**TASK OBJECTIVE:** Your task is to repeat the data exactly, every line of it.

**DATA EXTRACTS:**
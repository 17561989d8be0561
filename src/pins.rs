//! GPIO assignments for the drive header.
//!
//! Each drive uses two consecutive outputs: STEP then DIRECTION, starting
//! at [`FIRST_PIN`]. Drive `n` (1-based) therefore maps to
//! `FIRST_PIN + (n - 1) * 2` and the pin after it.

use crate::config::MAX_DRIVES;

/// First GPIO of the drive header (drive 1 STEP).
pub const FIRST_PIN: i32 = 2;

/// STEP and DIRECTION GPIO numbers of one drive.
#[derive(Debug, Clone, Copy, PartialEq, Eq)]
pub struct DrivePins {
    pub step: i32,
    pub direction: i32,
}

/// Pin pair for 1-based drive index `drive`, or `None` outside the header.
pub const fn drive_pins(drive: u8) -> Option<DrivePins> {
    if drive == 0 || drive as usize > MAX_DRIVES {
        return None;
    }
    let step = FIRST_PIN + (drive as i32 - 1) * 2;
    Some(DrivePins {
        step,
        direction: step + 1,
    })
}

**RESULT FOR THIS EXERCISE:**
repository 17561989d8be0561
filename src/pins.rs
//! GPIO assignments for the drive header.
//!
//! Each drive uses two consecutive outputs: STEP then DIRECTION, starting
//! at [`FIRST_PIN`]. Drive `n` (1-based) therefore maps to
//! `FIRST_PIN + (n - 1) * 2` and the pin after it.

use crate::config::MAX_DRIVES;

/// First GPIO of the drive header (drive 1 STEP).
pub const FIRST_PIN: i32 = 2;

/// STEP and DIRECTION GPIO numbers of one drive.
#[derive(Debug, Clone, Copy, PartialEq, Eq)]
pub struct DrivePins {
    pub step: i32,
    pub direction: i32,
}

/// Pin pair for 1-based drive index `drive`, or `None` outside the header.
pub const fn drive_pins(drive: u8) -> Option<DrivePins> {
    if drive == 0 || drive as usize > MAX_DRIVES {
        return None;
    }
    let step = FIRST_PIN + (drive as i32 - 1) * 2;
    Some(DrivePins {
        step,
        direction: step + 1,
    })
}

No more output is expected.